The above is not impossible, but it is very difficult. First of all, the following procedure works only for textual files, but it can still be useful – for example, to recover sources you were programming for the last three months and accidentally deleted. So, how do you go from here?
First, stop writing anything to the partition where deleted files were located!
Second, make a disk dump:
dd if=/dev/[disk and partition label] of=deleted-file bs=1m
Disk and partition label can be found by issuing df. For example, my /usr partition was mounted on /dev/ad0s1d. Don’t forget that output file (of parameter) should reside on another partition. The output file will be equal in size to the size of the partition being dumped. If you don’t have enough space on another partitions of the same disk, insert another disk or mount some resource over the network.
Now you have a raw data file. You can relax a bit now – your data, provided it was still undamaged at the moment you made the image, is safe now, meaning it can’t get overwritten anymore.
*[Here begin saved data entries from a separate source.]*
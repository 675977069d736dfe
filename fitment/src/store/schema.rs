//! Database schema for the catalog store

use crate::error::Result;
use rusqlite::Connection;

/// Current schema version
pub const SCHEMA_VERSION: i64 = 1;

/// SQL to create the database schema
const SCHEMA_SQL: &str = r#"
-- Catalog sources (directories of catalog files)
CREATE TABLE IF NOT EXISTS sources (
    name TEXT PRIMARY KEY,
    path TEXT NOT NULL,
    patterns TEXT NOT NULL,
    exclude TEXT,
    created_at TEXT NOT NULL,
    updated_at TEXT NOT NULL
);

-- Imported catalog files, keyed by source and relative path
CREATE TABLE IF NOT EXISTS catalog_files (
    source TEXT NOT NULL,
    path TEXT NOT NULL,
    hash TEXT NOT NULL,
    product_count INTEGER NOT NULL,
    imported_at TEXT NOT NULL,
    PRIMARY KEY (source, path)
);

-- Products; compatibility holds the fitment records as JSON
CREATE TABLE IF NOT EXISTS products (
    id TEXT PRIMARY KEY,
    source TEXT NOT NULL,
    file TEXT NOT NULL,
    position INTEGER NOT NULL,
    name TEXT NOT NULL,
    description TEXT NOT NULL,
    price REAL NOT NULL,
    category TEXT,
    brand TEXT,
    compatibility TEXT NOT NULL,
    updated_at TEXT NOT NULL
);

CREATE INDEX IF NOT EXISTS idx_products_source ON products(source, file, position);

-- Index state (schema version and bookkeeping)
CREATE TABLE IF NOT EXISTS index_state (
    key TEXT PRIMARY KEY,
    value TEXT NOT NULL
);
"#;

/// Ensure the database schema is up to date
pub fn ensure_schema(conn: &Connection) -> Result<()> {
    let table_exists: bool = conn.query_row(
        "SELECT COUNT(*) > 0 FROM sqlite_master WHERE type='table' AND name='index_state'",
        [],
        |row| row.get(0),
    )?;

    if !table_exists {
        conn.execute_batch(SCHEMA_SQL)?;

        conn.execute(
            "INSERT INTO index_state (key, value) VALUES ('schema_version', ?1)",
            [SCHEMA_VERSION.to_string()],
        )?;

        tracing::info!("Created database schema version {}", SCHEMA_VERSION);
    } else {
        let version: i64 = conn
            .query_row(
                "SELECT CAST(value AS INTEGER) FROM index_state WHERE key = 'schema_version'",
                [],
                |row| row.get(0),
            )
            .unwrap_or(0);

        if version < SCHEMA_VERSION {
            migrate(conn, version)?;
        }
    }

    Ok(())
}

/// Migrate from an older schema version
fn migrate(conn: &Connection, from_version: i64) -> Result<()> {
    tracing::info!(
        "Migrating database from version {} to {}",
        from_version,
        SCHEMA_VERSION
    );

    // Tables are created with IF NOT EXISTS, so replaying the schema fills gaps
    conn.execute_batch(SCHEMA_SQL)?;

    conn.execute(
        "INSERT INTO index_state (key, value) VALUES ('schema_version', ?1)
         ON CONFLICT(key) DO UPDATE SET value = excluded.value",
        [SCHEMA_VERSION.to_string()],
    )?;

    Ok(())
}

#[cfg(test)]
mod tests {
    use super::*;

    fn schema_version(conn: &Connection) -> i64 {
        conn.query_row(
            "SELECT CAST(value AS INTEGER) FROM index_state WHERE key = 'schema_version'",
            [],
            |row| row.get(0),
        )
        .unwrap()
    }

    #[test]
    fn test_schema_creation() {
        let conn = Connection::open_in_memory().unwrap();
        ensure_schema(&conn).unwrap();

        let tables: Vec<String> = conn
            .prepare("SELECT name FROM sqlite_master WHERE type='table' ORDER BY name")
            .unwrap()
            .query_map([], |row| row.get(0))
            .unwrap()
            .collect::<std::result::Result<Vec<_>, _>>()
            .unwrap();

        assert!(tables.contains(&"sources".to_string()));
        assert!(tables.contains(&"catalog_files".to_string()));
        assert!(tables.contains(&"products".to_string()));
        assert!(tables.contains(&"index_state".to_string()));
    }

    #[test]
    fn test_idempotent_schema() {
        let conn = Connection::open_in_memory().unwrap();

        ensure_schema(&conn).unwrap();
        ensure_schema(&conn).unwrap();
        ensure_schema(&conn).unwrap();

        assert_eq!(schema_version(&conn), SCHEMA_VERSION);
    }

    #[test]
    fn test_migrate_from_missing_version() {
        let conn = Connection::open_in_memory().unwrap();
        conn.execute_batch("CREATE TABLE index_state (key TEXT PRIMARY KEY, value TEXT NOT NULL);")
            .unwrap();

        ensure_schema(&conn).unwrap();

        assert_eq!(schema_version(&conn), SCHEMA_VERSION);
        let products: i64 = conn
            .query_row("SELECT COUNT(*) FROM products", [], |row| row.get(0))
            .unwrap();
        assert_eq!(products, 0);
    }
}
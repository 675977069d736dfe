//! Error types for Fitment
//!
//! Query parsing and scoring never fail; these errors come from the catalog
//! store, catalog files and reference-table loading.

use thiserror::Error;

/// Fitment error type
#[derive(Error, Debug)]
pub enum Error {
    /// Database error
    #[error("Database error: {0}")]
    Database(#[from] rusqlite::Error),

    /// IO error
    #[error("IO error: {0}")]
    Io(#[from] std::io::Error),

    /// Serialization error
    #[error("Serialization error: {0}")]
    Serialization(#[from] serde_json::Error),

    /// YAML error
    #[error("YAML error: {0}")]
    Yaml(#[from] serde_yaml::Error),

    /// Catalog source not found
    #[error("Source not found: {0}")]
    SourceNotFound(String),

    /// Product not found
    #[error("Product not found: {0}")]
    ProductNotFound(String),

    /// Malformed catalog file
    #[error("Catalog format error: {0}")]
    CatalogFormat(String),

    /// Product id already imported from another catalog file
    #[error("Product {id} is already defined in {owner}")]
    DuplicateProduct { id: String, owner: String },

    /// Configuration error
    #[error("Configuration error: {0}")]
    ConfigError(String),
}

/// Result type alias for Fitment operations
pub type Result<T> = std::result::Result<T, Error>;

impl From<glob::PatternError> for Error {
    fn from(err: glob::PatternError) -> Self {
        Error::ConfigError(format!("Invalid glob pattern: {}", err))
    }
}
Next step is to try and extract the data you need. For that, you need one important thing – a unique string. You have to remember at least some specific word or phrase you used in the lost file(s) in order to recover them in a feasible amount of time. When you have that unique string, you can do the following:
grep -a -B50 -A50 "unique-string" deleted-file
What you are doing now is grep’ing your partition for the deleted file. -a tells grep to treat the input file as text even though it’s binary. -B and -A tell grep to display (in this case) 50 lines of context before and after the found unique string.
That’s the principle, but you won’t do it that way in reality. So, the complete solution:
for (( i = 0 ; i < [nnn] ; i++ ))
do
echo $i > progress && dd if=deleted-file bs=1m skip=${i}00 count=100 2> /dev/null | grep -a -B50 -A50 "unique-string" >> results.output
done
[nnn] should be the size of partition dump file in megabytes divided by 100.
The above loops for [nnn] times, echoes current iteration in a filename called progress, takes a 100MB chunk of data (block size of 1m times count of blocks), skips blocks already read, redirects standard error to null, grep’s the incoming data for unique string and outputs all matches to the results file. Grep has to be fed the data in small chunks (certainly less than 1GB) instead of entire partition image because it otherwise exits with a cryptic “out of memory” error.